French President Emmanuel Macron and German Chancellor Angela Merkel appealed to Trump face-to-face, while British Foreign Secretary Boris Johnson made his case on The New York Times opinion pages.

But last week Israeli Prime Minister Benjamin Netanyahu gave a chilling presentation on Iran’s “secret nuclear files,” which he said showed that Iran had deceived the International Atomic Energy Agency.

On Tuesday, Netanyahu welcomed Trump’s announcement as a “historic move.”

After Trump’s announcement, Merkel, Macron and British Prime Minister Theresa May issued a joint statement in which they said they would remain parties to the JCPOA and urged the United States and Iran to stick with the deal. The three leaders also avowed their openness to further negotiations to curb Tehran’s nuclear and regional overreach.

Reaction to Trump’s announcement was divided. James Jay Carafano of the conservative Heritage Foundation called the move a “mercy killing.”

But Samantha Power, U.S. ambassador to the United Nations under Obama, tweeted before the announcement: “Trump has demolished America’s credibility & paved the way for Iran to re-start its nuclear program. Trump has done the unthinkable: isolated the US & rallied the world around Iran.”

Ellen Tauscher, former undersecretary of state for Obama, said “China and Russia are popping the champagne bottles today,” referring to the other two countries that are part of the JCPOA, “because we have successfully all by ourselves isolated ourselves.”
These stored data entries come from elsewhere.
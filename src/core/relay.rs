// src/core/relay.rs

//! The post-handshake byte relay between a client and its upstream connection.
//!
//! Both directions are pumped concurrently. Whichever direction stops first, by
//! end-of-stream, error or the process-wide shutdown signal, ends the relay: the
//! other direction is cancelled and both write sides are shut down, so neither peer
//! is left half-open talking to a dead connection.

use crate::core::GatewayError;
use crate::core::metrics;
use std::fmt;
use std::sync::atomic::{AtomicU64, Ordering};
use std::time::Duration;
use tokio::io::{AsyncRead, AsyncReadExt, AsyncWrite, AsyncWriteExt, split};
use tokio::sync::broadcast;
use tracing::debug;

/// Size of the chunk read from one side before it is written to the other.
const RELAY_CHUNK_SIZE: usize = 16 * 1024;
/// Upper bound on flushing and closing a write side once the relay is over.
const SHUTDOWN_GRACE: Duration = Duration::from_secs(1);

/// One direction of the relay.
#[derive(Debug, Clone, Copy, PartialEq, Eq)]
pub enum Direction {
    ClientToUpstream,
    UpstreamToClient,
}

impl Direction {
    pub fn as_str(&self) -> &'static str {
        match self {
            Direction::ClientToUpstream => "client_to_upstream",
            Direction::UpstreamToClient => "upstream_to_client",
        }
    }
}

impl fmt::Display for Direction {
    fn fmt(&self, f: &mut fmt::Formatter<'_>) -> fmt::Result {
        f.write_str(self.as_str())
    }
}

/// What caused the relay to stop.
#[derive(Debug, Clone, Copy, PartialEq, Eq)]
pub enum RelayEnd {
    /// The client closed its side of the connection.
    ClientClosed,
    /// The upstream closed its side of the connection.
    UpstreamClosed,
    /// The gateway is shutting down.
    Shutdown,
}

/// Byte totals and the cause of termination for a finished relay.
#[derive(Debug, Clone, PartialEq, Eq)]
pub struct RelaySummary {
    pub ended_by: RelayEnd,
    pub client_to_upstream: u64,
    pub upstream_to_client: u64,
}

/// Relays bytes between `client` and `upstream` until either side stops.
///
/// Bytes already buffered inside either stream (for example commands a client
/// pipelined behind its `AUTH`) are relayed first. Returns an error only when the
/// direction that ended the relay failed with an I/O error; both sides are closed
/// in every case.
pub async fn relay<C, U>(
    client: C,
    upstream: U,
    shutdown_rx: &mut broadcast::Receiver<()>,
) -> Result<RelaySummary, GatewayError>
where
    C: AsyncRead + AsyncWrite + Unpin,
    U: AsyncRead + AsyncWrite + Unpin,
{
    let (mut client_r, mut client_w) = split(client);
    let (mut upstream_r, mut upstream_w) = split(upstream);
    let to_upstream = AtomicU64::new(0);
    let to_client = AtomicU64::new(0);

    let outcome = {
        let forward = pump(
            &mut client_r,
            &mut upstream_w,
            &to_upstream,
            Direction::ClientToUpstream,
        );
        let backward = pump(
            &mut upstream_r,
            &mut client_w,
            &to_client,
            Direction::UpstreamToClient,
        );

        tokio::select! {
            biased;
            Ok(()) = shutdown_rx.recv() => Ok(RelayEnd::Shutdown),
            res = forward => res
                .map(|_| RelayEnd::ClientClosed)
                .map_err(|e| (Direction::ClientToUpstream, e)),
            res = backward => res
                .map(|_| RelayEnd::UpstreamClosed)
                .map_err(|e| (Direction::UpstreamToClient, e)),
        }
    };

    // The losing direction has been dropped; close both write sides so the peers see EOF.
    let _ = tokio::time::timeout(SHUTDOWN_GRACE, upstream_w.shutdown()).await;
    let _ = tokio::time::timeout(SHUTDOWN_GRACE, client_w.shutdown()).await;

    let summary = |ended_by| RelaySummary {
        ended_by,
        client_to_upstream: to_upstream.load(Ordering::Relaxed),
        upstream_to_client: to_client.load(Ordering::Relaxed),
    };

    match outcome {
        Ok(ended_by) => {
            let summary = summary(ended_by);
            debug!("Relay finished: {:?}", summary);
            Ok(summary)
        }
        Err((direction, e)) => Err(GatewayError::RelayIo(format!("{direction}: {e}"))),
    }
}

/// Copies one direction chunk by chunk, writing each chunk through as soon as it is read.
async fn pump<R, W>(
    reader: &mut R,
    writer: &mut W,
    counter: &AtomicU64,
    direction: Direction,
) -> std::io::Result<()>
where
    R: AsyncRead + Unpin,
    W: AsyncWrite + Unpin,
{
    let mut buf = vec![0u8; RELAY_CHUNK_SIZE];
    loop {
        let n = reader.read(&mut buf).await?;
        if n == 0 {
            return Ok(());
        }
        writer.write_all(&buf[..n]).await?;
        writer.flush().await?;
        counter.fetch_add(n as u64, Ordering::Relaxed);
        metrics::RELAYED_BYTES_TOTAL
            .with_label_values(&[direction.as_str()])
            .inc_by(n as u64);
    }
}
// build.rs

use std::env;

fn main() {
    let version = env::var("RESPGATE_VERSION")
        .unwrap_or_else(|_| env::var("CARGO_PKG_VERSION").unwrap_or_else(|_| "dev".to_string()));

    println!("cargo:rustc-env=CARGO_PKG_VERSION={version}");
    println!("cargo:rerun-if-env-changed=RESPGATE_VERSION");
}
// src/server/stream.rs

use std::io;
use std::pin::Pin;
use std::task::{Context, Poll};
use tokio::io::{AsyncRead, AsyncWrite, ReadBuf};
use tokio::net::TcpStream;
use tokio_rustls::server::TlsStream;

/// An accepted client connection, either plain TCP or terminated TLS.
pub enum ClientStream {
    Tcp(TcpStream),
    Tls(Box<TlsStream<TcpStream>>),
}

impl ClientStream {
    pub fn is_tls(&self) -> bool {
        matches!(self, ClientStream::Tls(_))
    }
}

impl AsyncRead for ClientStream {
    fn poll_read(
        self: Pin<&mut Self>,
        cx: &mut Context<'_>,
        buf: &mut ReadBuf<'_>,
    ) -> Poll<io::Result<()>> {
        match self.get_mut() {
            ClientStream::Tcp(s) => Pin::new(s).poll_read(cx, buf),
            ClientStream::Tls(s) => Pin::new(s.as_mut()).poll_read(cx, buf),
        }
    }
}

impl AsyncWrite for ClientStream {
    fn poll_write(
        self: Pin<&mut Self>,
        cx: &mut Context<'_>,
        buf: &[u8],
    ) -> Poll<io::Result<usize>> {
        match self.get_mut() {
            ClientStream::Tcp(s) => Pin::new(s).poll_write(cx, buf),
            ClientStream::Tls(s) => Pin::new(s.as_mut()).poll_write(cx, buf),
        }
    }

    fn poll_flush(self: Pin<&mut Self>, cx: &mut Context<'_>) -> Poll<io::Result<()>> {
        match self.get_mut() {
            ClientStream::Tcp(s) => Pin::new(s).poll_flush(cx),
            ClientStream::Tls(s) => Pin::new(s.as_mut()).poll_flush(cx),
        }
    }

    fn poll_shutdown(self: Pin<&mut Self>, cx: &mut Context<'_>) -> Poll<io::Result<()>> {
        match self.get_mut() {
            ClientStream::Tcp(s) => Pin::new(s).poll_shutdown(cx),
            ClientStream::Tls(s) => Pin::new(s.as_mut()).poll_shutdown(cx),
        }
    }
}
Because Trump walked away from the deal, Tauscher added, other world leaders look “at us askance as unreliable.”

It is unclear if the move will weaken Trump’s bargaining position with Pyongyang ahead of a proposed summit with North Korean leader Kim Jong Un.

Supporters of the Iran pact assert that Trump has undercut America’s credibility in future negotiations by walking away from a deal agreed to by Obama. Critics of the JCPOA argue that Trump’s decision establishes that he will not support a pact unless he sees it as unquestionably in the national interest.